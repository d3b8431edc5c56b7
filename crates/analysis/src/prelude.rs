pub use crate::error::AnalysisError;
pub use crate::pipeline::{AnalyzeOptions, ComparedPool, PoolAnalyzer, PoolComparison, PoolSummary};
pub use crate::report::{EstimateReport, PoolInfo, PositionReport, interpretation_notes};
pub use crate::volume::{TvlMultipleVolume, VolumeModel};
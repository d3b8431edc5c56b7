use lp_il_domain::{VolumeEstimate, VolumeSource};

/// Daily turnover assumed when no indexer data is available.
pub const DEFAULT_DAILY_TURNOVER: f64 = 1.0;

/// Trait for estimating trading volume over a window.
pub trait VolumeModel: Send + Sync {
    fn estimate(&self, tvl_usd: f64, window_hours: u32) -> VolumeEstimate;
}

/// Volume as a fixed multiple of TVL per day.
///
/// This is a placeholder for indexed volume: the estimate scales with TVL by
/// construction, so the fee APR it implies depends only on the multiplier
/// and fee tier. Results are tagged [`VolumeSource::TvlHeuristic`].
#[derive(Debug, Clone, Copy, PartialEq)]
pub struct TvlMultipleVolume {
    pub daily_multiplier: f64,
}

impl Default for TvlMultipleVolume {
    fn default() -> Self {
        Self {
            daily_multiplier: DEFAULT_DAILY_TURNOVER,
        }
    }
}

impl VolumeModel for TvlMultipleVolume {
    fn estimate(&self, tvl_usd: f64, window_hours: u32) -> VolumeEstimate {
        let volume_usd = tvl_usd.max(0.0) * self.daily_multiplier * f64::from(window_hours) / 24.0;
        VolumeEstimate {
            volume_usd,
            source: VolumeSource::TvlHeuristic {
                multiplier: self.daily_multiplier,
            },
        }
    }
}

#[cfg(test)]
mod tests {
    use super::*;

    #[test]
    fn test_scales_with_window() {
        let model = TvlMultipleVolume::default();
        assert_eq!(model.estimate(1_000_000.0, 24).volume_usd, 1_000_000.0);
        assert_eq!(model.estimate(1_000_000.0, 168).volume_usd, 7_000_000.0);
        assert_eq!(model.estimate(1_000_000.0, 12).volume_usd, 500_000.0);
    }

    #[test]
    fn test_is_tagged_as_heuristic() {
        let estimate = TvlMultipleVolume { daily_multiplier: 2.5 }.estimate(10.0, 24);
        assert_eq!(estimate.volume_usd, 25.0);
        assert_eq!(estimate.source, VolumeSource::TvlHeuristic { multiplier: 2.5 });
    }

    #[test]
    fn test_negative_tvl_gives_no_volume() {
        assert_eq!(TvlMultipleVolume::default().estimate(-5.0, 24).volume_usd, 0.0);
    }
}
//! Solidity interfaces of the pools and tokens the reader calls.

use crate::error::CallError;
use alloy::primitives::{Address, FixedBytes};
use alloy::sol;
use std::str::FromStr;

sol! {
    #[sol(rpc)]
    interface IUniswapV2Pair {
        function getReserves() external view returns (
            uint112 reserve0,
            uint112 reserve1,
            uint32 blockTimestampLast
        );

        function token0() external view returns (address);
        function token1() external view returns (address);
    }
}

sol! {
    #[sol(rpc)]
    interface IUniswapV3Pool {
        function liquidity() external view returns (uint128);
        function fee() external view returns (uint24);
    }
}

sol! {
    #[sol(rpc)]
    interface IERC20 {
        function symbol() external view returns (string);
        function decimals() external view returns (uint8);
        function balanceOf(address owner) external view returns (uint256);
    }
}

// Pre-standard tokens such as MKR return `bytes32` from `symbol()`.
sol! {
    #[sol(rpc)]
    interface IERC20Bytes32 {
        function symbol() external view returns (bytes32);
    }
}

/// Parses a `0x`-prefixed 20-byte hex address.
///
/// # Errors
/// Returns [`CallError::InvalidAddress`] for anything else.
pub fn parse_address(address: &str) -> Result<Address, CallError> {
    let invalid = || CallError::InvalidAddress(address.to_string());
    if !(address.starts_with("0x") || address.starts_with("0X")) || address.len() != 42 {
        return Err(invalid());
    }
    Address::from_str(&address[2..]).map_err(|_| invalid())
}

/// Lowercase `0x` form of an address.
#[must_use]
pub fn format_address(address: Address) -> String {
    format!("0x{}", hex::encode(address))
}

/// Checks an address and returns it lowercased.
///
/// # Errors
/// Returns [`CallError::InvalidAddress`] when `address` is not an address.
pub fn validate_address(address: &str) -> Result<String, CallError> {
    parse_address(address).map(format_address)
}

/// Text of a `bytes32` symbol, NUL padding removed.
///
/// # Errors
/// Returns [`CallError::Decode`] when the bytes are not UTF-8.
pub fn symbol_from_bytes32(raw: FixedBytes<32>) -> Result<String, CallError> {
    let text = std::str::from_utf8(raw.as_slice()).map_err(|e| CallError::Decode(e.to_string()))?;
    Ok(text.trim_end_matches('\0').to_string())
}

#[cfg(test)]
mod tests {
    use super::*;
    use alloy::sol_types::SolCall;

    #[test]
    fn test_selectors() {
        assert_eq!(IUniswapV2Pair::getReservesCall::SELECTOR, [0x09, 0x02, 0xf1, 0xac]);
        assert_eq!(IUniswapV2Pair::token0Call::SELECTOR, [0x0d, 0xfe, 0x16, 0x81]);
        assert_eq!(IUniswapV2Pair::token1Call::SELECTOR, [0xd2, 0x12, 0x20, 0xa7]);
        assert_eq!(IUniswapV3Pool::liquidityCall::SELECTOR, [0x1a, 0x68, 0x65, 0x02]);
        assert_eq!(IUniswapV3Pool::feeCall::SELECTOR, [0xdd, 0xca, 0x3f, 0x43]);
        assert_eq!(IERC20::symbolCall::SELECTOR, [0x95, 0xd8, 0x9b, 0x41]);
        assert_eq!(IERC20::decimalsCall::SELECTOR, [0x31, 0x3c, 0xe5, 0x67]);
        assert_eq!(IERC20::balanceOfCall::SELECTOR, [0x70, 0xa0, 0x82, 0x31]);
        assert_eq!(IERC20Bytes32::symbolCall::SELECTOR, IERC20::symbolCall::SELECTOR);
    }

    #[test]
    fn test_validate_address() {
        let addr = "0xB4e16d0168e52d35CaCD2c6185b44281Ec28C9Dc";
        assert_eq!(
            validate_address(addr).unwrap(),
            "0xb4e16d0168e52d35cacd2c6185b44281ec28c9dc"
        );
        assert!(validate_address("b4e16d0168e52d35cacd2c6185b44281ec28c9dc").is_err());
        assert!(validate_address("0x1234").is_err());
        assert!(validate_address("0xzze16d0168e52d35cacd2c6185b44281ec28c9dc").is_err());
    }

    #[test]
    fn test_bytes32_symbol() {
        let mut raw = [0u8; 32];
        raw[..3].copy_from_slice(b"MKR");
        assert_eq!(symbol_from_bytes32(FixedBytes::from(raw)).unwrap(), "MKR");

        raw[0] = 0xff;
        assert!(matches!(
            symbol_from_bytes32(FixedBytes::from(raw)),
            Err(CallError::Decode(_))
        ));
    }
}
········
> ACTION ITEM:
All the material above is to be returned exactly as it stands.

> EXERCISE SOLUTION:
repository d3b8431edc5c56b7
filename crates/analysis/src/prelude.rs
pub use crate::error::AnalysisError;
pub use crate::pipeline::{AnalyzeOptions, ComparedPool, PoolAnalyzer, PoolComparison, PoolSummary};
pub use crate::report::{EstimateReport, PoolInfo, PositionReport, interpretation_notes};
pub use crate::volume::{TvlMultipleVolume, VolumeModel};
repository d3b8431edc5c56b7
use lp_il_domain::{VolumeEstimate, VolumeSource};

/// Daily turnover assumed when no indexer data is available.
pub const DEFAULT_DAILY_TURNOVER: f64 = 1.0;

/// Trait for estimating trading volume over a window.
pub trait VolumeModel: Send + Sync {
    fn estimate(&self, tvl_usd: f64, window_hours: u32) -> VolumeEstimate;
}

/// Volume as a fixed multiple of TVL per day.
///
/// This is a placeholder for indexed volume: the estimate scales with TVL by
/// construction, so the fee APR it implies depends only on the multiplier
/// and fee tier. Results are tagged [`VolumeSource::TvlHeuristic`].
#[derive(Debug, Clone, Copy, PartialEq)]
pub struct TvlMultipleVolume {
    pub daily_multiplier: f64,
}

impl Default for TvlMultipleVolume {
    fn default() -> Self {
        Self {
            daily_multiplier: DEFAULT_DAILY_TURNOVER,
        }
    }
}

impl VolumeModel for TvlMultipleVolume {
    fn estimate(&self, tvl_usd: f64, window_hours: u32) -> VolumeEstimate {
        let volume_usd = tvl_usd.max(0.0) * self.daily_multiplier * f64::from(window_hours) / 24.0;
        VolumeEstimate {
            volume_usd,
            source: VolumeSource::TvlHeuristic {
                multiplier: self.daily_multiplier,
            },
        }
    }
}

#[cfg(test)]
mod tests {
    use super::*;

    #[test]
    fn test_scales_with_window() {
        let model = TvlMultipleVolume::default();
        assert_eq!(model.estimate(1_000_000.0, 24).volume_usd, 1_000_000.0);
        assert_eq!(model.estimate(1_000_000.0, 168).volume_usd, 7_000_000.0);
        assert_eq!(model.estimate(1_000_000.0, 12).volume_usd, 500_000.0);
    }

    #[test]
    fn test_is_tagged_as_heuristic() {
        let estimate = TvlMultipleVolume { daily_multiplier: 2.5 }.estimate(10.0, 24);
        assert_eq!(estimate.volume_usd, 25.0);
        assert_eq!(estimate.source, VolumeSource::TvlHeuristic { multiplier: 2.5 });
    }

    #[test]
    fn test_negative_tvl_gives_no_volume() {
        assert_eq!(TvlMultipleVolume::default().estimate(-5.0, 24).volume_usd, 0.0);
    }
}
//! Solidity interfaces of the pools and tokens the reader calls.

use crate::error::CallError;
use alloy::primitives::{Address, FixedBytes};
use alloy::sol;
use std::str::FromStr;

sol! {
    #[sol(rpc)]
    interface IUniswapV2Pair {
        function getReserves() external view returns (
            uint112 reserve0,
            uint112 reserve1,
            uint32 blockTimestampLast
        );

        function token0() external view returns (address);
        function token1() external view returns (address);
    }
}

sol! {
    #[sol(rpc)]
    interface IUniswapV3Pool {
        function liquidity() external view returns (uint128);
        function fee() external view returns (uint24);
    }
}

sol! {
    #[sol(rpc)]
    interface IERC20 {
        function symbol() external view returns (string);
        function decimals() external view returns (uint8);
        function balanceOf(address owner) external view returns (uint256);
    }
}

// Pre-standard tokens such as MKR return `bytes32` from `symbol()`.
sol! {
    #[sol(rpc)]
    interface IERC20Bytes32 {
        function symbol() external view returns (bytes32);
    }
}

/// Parses a `0x`-prefixed 20-byte hex address.
///
/// # Errors
/// Returns [`CallError::InvalidAddress`] for anything else.
pub fn parse_address(address: &str) -> Result<Address, CallError> {
    let invalid = || CallError::InvalidAddress(address.to_string());
    if !(address.starts_with("0x") || address.starts_with("0X")) || address.len() != 42 {
        return Err(invalid());
    }
    Address::from_str(&address[2..]).map_err(|_| invalid())
}

/// Lowercase `0x` form of an address.
#[must_use]
pub fn format_address(address: Address) -> String {
    format!("0x{}", hex::encode(address))
}

/// Checks an address and returns it lowercased.
///
/// # Errors
/// Returns [`CallError::InvalidAddress`] when `address` is not an address.
pub fn validate_address(address: &str) -> Result<String, CallError> {
    parse_address(address).map(format_address)
}

/// Text of a `bytes32` symbol, NUL padding removed.
///
/// # Errors
/// Returns [`CallError::Decode`] when the bytes are not UTF-8.
pub fn symbol_from_bytes32(raw: FixedBytes<32>) -> Result<String, CallError> {
    let text = std::str::from_utf8(raw.as_slice()).map_err(|e| CallError::Decode(e.to_string()))?;
    Ok(text.trim_end_matches('\0').to_string())
}

#[cfg(test)]
mod tests {
    use super::*;
    use alloy::sol_types::SolCall;

    #[test]
    fn test_selectors() {
        assert_eq!(IUniswapV2Pair::getReservesCall::SELECTOR, [0x09, 0x02, 0xf1, 0xac]);
        assert_eq!(IUniswapV2Pair::token0Call::SELECTOR, [0x0d, 0xfe, 0x16, 0x81]);
        assert_eq!(IUniswapV2Pair::token1Call::SELECTOR, [0xd2, 0x12, 0x20, 0xa7]);
        assert_eq!(IUniswapV3Pool::liquidityCall::SELECTOR, [0x1a, 0x68, 0x65, 0x02]);
        assert_eq!(IUniswapV3Pool::feeCall::SELECTOR, [0xdd, 0xca, 0x3f, 0x43]);
        assert_eq!(IERC20::symbolCall::SELECTOR, [0x95, 0xd8, 0x9b, 0x41]);
        assert_eq!(IERC20::decimalsCall::SELECTOR, [0x31, 0x3c, 0xe5, 0x67]);
        assert_eq!(IERC20::balanceOfCall::SELECTOR, [0x70, 0xa0, 0x82, 0x31]);
        assert_eq!(IERC20Bytes32::symbolCall::SELECTOR, IERC20::symbolCall::SELECTOR);
    }

    #[test]
    fn test_validate_address() {
        let addr = "0xB4e16d0168e52d35CaCD2c6185b44281Ec28C9Dc";
        assert_eq!(
            validate_address(addr).unwrap(),
            "0xb4e16d0168e52d35cacd2c6185b44281ec28c9dc"
        );
        assert!(validate_address("b4e16d0168e52d35cacd2c6185b44281ec28c9dc").is_err());
        assert!(validate_address("0x1234").is_err());
        assert!(validate_address("0xzze16d0168e52d35cacd2c6185b44281ec28c9dc").is_err());
    }

    #[test]
    fn test_bytes32_symbol() {
        let mut raw = [0u8; 32];
        raw[..3].copy_from_slice(b"MKR");
        assert_eq!(symbol_from_bytes32(FixedBytes::from(raw)).unwrap(), "MKR");

        raw[0] = 0xff;
        assert!(matches!(
            symbol_from_bytes32(FixedBytes::from(raw)),
            Err(CallError::Decode(_))
        ));
    }
}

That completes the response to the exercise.